Chegados a 2021, ainda temos muito caminho para andar na senda do que se sonhou há 47 anos. Por todo o lado, essa nova-velha direita radical que tem ensaiado uma ofensiva revisionista procura reabilitar a memória de uma ditadura fascista que matou e torturou milhares, tanto em Portugal como nas ex-colónias. Simultaneamente, vivemos ainda num país que, tendo descolonizado em 1975, nunca se descolonizou a si próprio, à sua narrativa oficial e à sua memória. Portugal tem um longo passado de colonialismo: de seis milhões de pessoas escravizadas traficadas entre África e o Brasil, de expedições punitivas, de trabalho forçado até à segunda metade do século XX. Assim, somos herdeiros de uma sociedade estruturalmente racista e lusotropicalista que continua a oprimir, violentar e excluir milhares de pessoas racializadas.

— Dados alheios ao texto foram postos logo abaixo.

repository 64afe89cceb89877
//! Logger setup for binaries and tests embedding the core

use log::debug;

/// Install `env_logger`. `RUST_LOG` wins; otherwise `default_level` is used.
/// Safe to call more than once.
pub fn init(default_level: &str)
{   let env = env_logger::Env::default()
      .default_filter_or(default_level.to_string());
    if env_logger::Builder::from_env(env)
      .format_timestamp_millis()
      .try_init()
      .is_ok()
    {   debug!("Logger initialized (default level: {})", default_level);
    }
}

/// Install `env_logger` using the level from `config`
pub fn init_from_config(config: &crate::config::OrchestratorConfig)
{   init(&config.log_level)
}
//! Request and response types shared with completion client adapters

use serde::{Deserialize, Serialize};

/// One message in a completion request
#[derive(Debug, Clone, PartialEq, Serialize, Deserialize)]
pub struct ChatMessage
{   pub role: String
  , pub content: String
}

impl ChatMessage
{   /// User-authored message
    pub fn user(content: impl Into<String>) -> Self
    {   ChatMessage
        {   role: "user".to_string()
          , content: content.into()
        }
    }
}

/// Single-turn completion request.
/// Immutable for the duration of one `generate` call.
#[derive(Debug, Clone, PartialEq, Serialize, Deserialize)]
pub struct CompletionRequest
{   /// Model identifier to target
    pub model: String
  , /// Upper bound on generated tokens
    pub max_tokens: u32
  , /// Sampling temperature
    pub temperature: f32
  , /// Exactly one user message carrying the assembled prompt
    pub messages: Vec<ChatMessage>
}

impl CompletionRequest
{   /// Request carrying `prompt` as the only user message
    pub fn single_turn(
      model: impl Into<String>
    , prompt: impl Into<String>
    , max_tokens: u32
    , temperature: f32
    ) -> Self
    {   CompletionRequest
        {   model: model.into()
          , max_tokens
          , temperature
          , messages: vec![ChatMessage::user(prompt)]
        }
    }

    /// Text of the user prompt
    pub fn prompt(&self) -> &str
    {   self.messages
          .first()
          .map(|m| m.content.as_str())
          .unwrap_or("")
    }
}

/// Block of content in a completion response
#[derive(Debug, Clone, PartialEq, Serialize, Deserialize)]
#[serde(tag = "type", rename_all = "snake_case")]
pub enum ContentBlock
{   Text
    {   text: String
    }
  , ToolUse
    {   id: String
      , name: String
      , #[serde(default)]
        input: serde_json::Value
    }
  , #[serde(other)]
    Other
}

impl ContentBlock
{   /// Text carried by this block, if it is a text block
    pub fn as_text(&self) -> Option<&str>
    {   match self
        {   ContentBlock::Text { text } => Some(text.as_str())
          , _ => None
        }
    }
}

/// Token usage as reported by the remote service
#[derive(Debug, Clone, Copy, Default, PartialEq, Eq, Serialize, Deserialize)]
pub struct Usage
{   pub input_tokens: u64
  , pub output_tokens: u64
}

/// Successful completion response
#[derive(Debug, Clone, PartialEq, Serialize, Deserialize)]
pub struct CompletionResponse
{   /// Opaque identifier of the remote message
    pub id: String
  , /// Model that actually served the call
    pub model: String
  , /// Ordered content blocks
    pub content: Vec<ContentBlock>
  , pub usage: Usage
}

impl CompletionResponse
{   /// Concatenation of all text blocks, non-text blocks skipped
    pub fn text(&self) -> String
    {   self.content
          .iter()
          .filter_map(ContentBlock::as_text)
          .collect()
    }
}
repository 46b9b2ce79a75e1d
//! Size-aware Poisson-disc sampling (Bridson's algorithm on a uniform grid).
use std::f32::consts::{SQRT_2, TAU};

use glam::Vec2;
use rand::Rng;

use crate::error::{Error, Result};
use crate::geometry::{Bounds, Footprint, Sample};
use crate::sampling::grid::SampleGrid;
use crate::sampling::{rand01, rand_index};

pub const DEFAULT_MIN_DIST: f32 = 20.0;
pub const DEFAULT_MAX_TRIES: usize = 30;

/// Poisson-disc sampling of items with heterogeneous sizes.
///
/// Every pair of placed samples keeps at least `min_dist` between their exclusion
/// circles, and every sample lies fully inside the bounds.
#[derive(Debug, Clone, PartialEq)]
#[cfg_attr(feature = "serde", derive(serde::Serialize, serde::Deserialize))]
pub struct PoissonDiscSampling {
    /// Minimum gap between the exclusion circles of two samples.
    pub min_dist: f32,
    /// Candidates drawn around an active sample per iteration.
    pub max_tries: usize,
    /// Shape used to derive each sample's exclusion radius from its size.
    pub footprint: Footprint,
    /// Optional cap on outer iterations. `None` runs until the active list is empty.
    pub max_iterations: Option<usize>,
}

impl Default for PoissonDiscSampling {
    fn default() -> Self {
        Self {
            min_dist: DEFAULT_MIN_DIST,
            max_tries: DEFAULT_MAX_TRIES,
            footprint: Footprint::Square,
            max_iterations: None,
        }
    }
}

impl PoissonDiscSampling {
    /// Create a sampler with the given gap and retry budget and square footprints.
    pub fn new(min_dist: f32, max_tries: usize) -> Self {
        Self {
            min_dist,
            max_tries,
            ..Default::default()
        }
    }

    /// Sets the item footprint.
    pub fn with_footprint(mut self, footprint: Footprint) -> Self {
        self.footprint = footprint;
        self
    }

    /// Caps the number of outer iterations.
    pub fn with_max_iterations(mut self, max_iterations: Option<usize>) -> Self {
        self.max_iterations = max_iterations;
        self
    }

    /// Runs the sampler and returns the filled grid.
    ///
    /// Degenerate bounds yield an empty grid without drawing any randomness.
    /// Fails with [`Error::Unplaceable`] when the first item does not fit inside
    /// `bounds`, and with [`Error::InvalidConfig`] for an empty size list or a grid
    /// too large to allocate.
    pub fn try_generate(
        &self,
        bounds: &Bounds,
        sizes: &[f32],
        rng: &mut dyn Rng,
    ) -> Result<SampleGrid> {
        if sizes.is_empty() {
            return Err(Error::InvalidConfig("size list must not be empty".into()));
        }
        if bounds.is_degenerate() {
            return Ok(SampleGrid::empty());
        }

        PoissonDiscSampler::new(self, *bounds, sizes)?.run(rng)
    }

    /// Runs the sampler and returns the grid cells, `None` marking empty cells.
    ///
    /// Any failure of [`PoissonDiscSampling::try_generate`] yields an empty sequence.
    pub fn generate(
        &self,
        bounds: &Bounds,
        sizes: &[f32],
        rng: &mut dyn Rng,
    ) -> Vec<Option<Sample>> {
        self.try_generate(bounds, sizes, rng)
            .map(SampleGrid::into_cells)
            .unwrap_or_default()
    }
}

/// One-shot sampling with flag-style parameters. See [`PoissonDiscSampling::generate`].
pub fn sample(
    bounds: &Bounds,
    sizes: &[f32],
    min_dist: f32,
    max_tries: usize,
    is_circle: bool,
    rng: &mut dyn Rng,
) -> Vec<Option<Sample>> {
    PoissonDiscSampling::new(min_dist, max_tries)
        .with_footprint(Footprint::from_is_circle(is_circle))
        .generate(bounds, sizes, rng)
}

struct PoissonDiscSampler<'a> {
    bounds: Bounds,
    sizes: &'a [f32],
    min_dist: f32,
    max_tries: usize,
    footprint: Footprint,
    max_iterations: Option<usize>,
    grid: SampleGrid,
    /// Cell indices of samples that may still spawn neighbours.
    active: Vec<usize>,
}

impl<'a> PoissonDiscSampler<'a> {
    fn new(config: &PoissonDiscSampling, bounds: Bounds, sizes: &'a [f32]) -> Result<Self> {
        debug_assert!(!sizes.is_empty());
        debug_assert!(config.min_dist >= 0.0);

        let (min_size, max_size) = sizes
            .iter()
            .fold((f32::INFINITY, f32::NEG_INFINITY), |(lo, hi), &s| {
                (lo.min(s), hi.max(s))
            });
        let min_radius = config.footprint.radius_for(min_size);
        let max_radius = config.footprint.radius_for(max_size);

        // Two samples are at least `min_dist + 2 * min_radius` apart, which is the cell diagonal.
        let cell_size = (config.min_dist + 2.0 * min_radius) / SQRT_2;
        let reach = (config.min_dist + 2.0 * max_radius) / cell_size;
        let neighbor_range = if reach.is_finite() {
            reach.ceil() as usize
        } else {
            0
        };

        Ok(Self {
            bounds,
            sizes,
            min_dist: config.min_dist,
            max_tries: config.max_tries,
            footprint: config.footprint,
            max_iterations: config.max_iterations,
            grid: SampleGrid::new(&bounds, cell_size, neighbor_range)?,
            active: Vec::new(),
        })
    }

    fn in_bounds(&self, sample: &Sample) -> bool {
        self.grid.cell_of(sample.position).is_some()
            && self.bounds.contains_disc(sample.position, sample.radius)
    }

    fn initial_sample(&self, rng: &mut dyn Rng) -> Sample {
        let size = self.sizes[0];
        let span = self.bounds.extent - Vec2::splat(2.0 * size);
        let position = Vec2::new(
            self.bounds.x() + size + rand01(rng) * span.x,
            self.bounds.y() + size + rand01(rng) * span.y,
        );
        Sample::new(position, self.footprint.radius_for(size), 0)
    }

    /// Candidate in the annulus one to two gaps away from `seed`.
    fn candidate_around(&self, seed: &Sample, rng: &mut dyn Rng) -> Sample {
        let size_index = rand_index(rng, self.sizes.len());
        let size = self.sizes[size_index];
        let radius = self.footprint.radius_for(size);

        let angle = rand01(rng) * TAU;
        let inner = self.min_dist + seed.radius + size;
        let distance = inner + rand01(rng) * self.min_dist;

        let position = seed.position + Vec2::from_angle(angle) * distance;
        Sample::new(position, radius, size_index)
    }

    fn place(&mut self, sample: Sample) -> bool {
        match self.grid.insert(sample) {
            Some(index) => {
                self.active.push(index);
                true
            }
            None => false,
        }
    }

    fn run(mut self, rng: &mut dyn Rng) -> Result<SampleGrid> {
        let first = self.initial_sample(rng);
        if !self.in_bounds(&first) || !self.place(first) {
            return Err(Error::Unplaceable {
                size: self.sizes[0],
                width: self.bounds.width(),
                height: self.bounds.height(),
            });
        }

        let mut iterations = 0usize;
        while !self.active.is_empty() {
            if self.max_iterations.is_some_and(|limit| iterations >= limit) {
                self.grid.set_truncated(true);
                break;
            }
            iterations += 1;

            let slot = rand_index(rng, self.active.len());
            let Some(seed) = self.grid.get(self.active[slot]).copied() else {
                self.active.swap_remove(slot);
                continue;
            };

            // Keep drawing after a hit: one seed may spawn several children per pass.
            let mut spawned = false;
            for _ in 0..self.max_tries {
                let candidate = self.candidate_around(&seed, rng);
                if self.in_bounds(&candidate)
                    && self.grid.is_clear(&candidate, self.min_dist)
                    && self.place(candidate)
                {
                    spawned = true;
                }
            }

            if !spawned {
                self.active.swap_remove(slot);
            }
        }

        Ok(self.grid)
    }
}
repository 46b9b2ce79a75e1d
use std::time::Duration;

use criterion::{Criterion, Throughput};

pub const SAMPLE_SIZE: usize = 20;
pub const WARM_UP: Duration = Duration::from_secs(1);
pub const MEASUREMENT_TIME: Duration = Duration::from_secs(2);

pub fn default_criterion() -> Criterion {
    Criterion::default()
        .configure_from_args()
        .sample_size(SAMPLE_SIZE)
        .warm_up_time(WARM_UP)
        .measurement_time(MEASUREMENT_TIME)
}

pub fn elements_throughput(elements: usize) -> Throughput {
    Throughput::Elements(elements.max(1) as u64)
}
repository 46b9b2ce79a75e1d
//! Size-aware Poisson-disc sampling over a rectangular region.
//!
//! [`poisson_disc`] holds the sampler itself; [`grid`] is the uniform spatial grid
//! it uses for neighbour lookups and returns as its result. Randomness is always
//! injected as a [`Rng`], so a seeded generator makes every run reproducible.
use rand::Rng;

pub mod grid;
pub mod poisson_disc;

pub use grid::SampleGrid;
pub use poisson_disc::{sample, PoissonDiscSampling};

/// Generate a random float in the range [0, 1].
#[inline]
pub(crate) fn rand01(rng: &mut dyn Rng) -> f32 {
    (rng.next_u32() as f32) / ((u32::MAX as f32) + 1.0)
}

/// Uniform index into a collection of `len` elements.
///
/// `rand01` can round up to exactly 1.0, so the result is clamped to the last index.
#[inline]
pub(crate) fn rand_index(rng: &mut dyn Rng, len: usize) -> usize {
    debug_assert!(len > 0);
    ((rand01(rng) * len as f32) as usize).min(len - 1)
}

A liberdade pela qual lutam é também a de poder existir, a de viver em paz.
Durante os longos anos do Estado Novo, as mulheres tiveram sempre um papel central na luta antifascista. Centenas foram presas e torturadas pelo seu papel de resistentes, organizando-se nos seus locais de trabalho, liceus e faculdades ou vivendo na clandestinidade. Estas mulheres lutavam pelo fim da ditadura e da repressão e, ao mesmo tempo, contra uma sociedade profundamente patriarcal que lhes impunha um rígido papel de mães e esposas obedientes. O 25 de Abril marcou um tempo novo, permitindo que florescesse em Portugal a luta por uma sociedade onde as mulheres não são mais atores secundários. Nos anos seguintes, elas arregaçaram as mangas para construir a revolução e o sonho de uma sociedade mais justa. No entanto, ainda há muito por fazer. Desde 2004, 564 mulheres foram mortas em contexto de violência doméstica. Das mulheres assassinadas em 2020, em 63% dos casos já havia violência prévia e em 40% até ameaças de morte. A diferença salarial entre homens e mulheres continua a rondar os 15% e, com a pandemia, vimos que fomos mais afetadas pela perda de rendimentos e despedimentos. A liberdade a sério só existe quando todas formos livres para existir sem pedir licença e viver uma vida igual à dos nossos companheiros homens.
O neoliberalismo, com um Estado reduzido, privatizações dos setores chave da economia e desregulação das relações laborais, não poderia estar mais distante da liberdade que se conquistou a partir daquele dia 25 de Abril. Se o Estado não se impuser às desigualdades, elas impõem-se a todas e todos nós. Em 2021, queremos aprofundar essas liberdades: viver num país onde não temos que temer a discriminação e a violência e no qual o acesso à saúde, educação, habitação e trabalho com direitos são garantias inalienáveis. Só assim se é livre.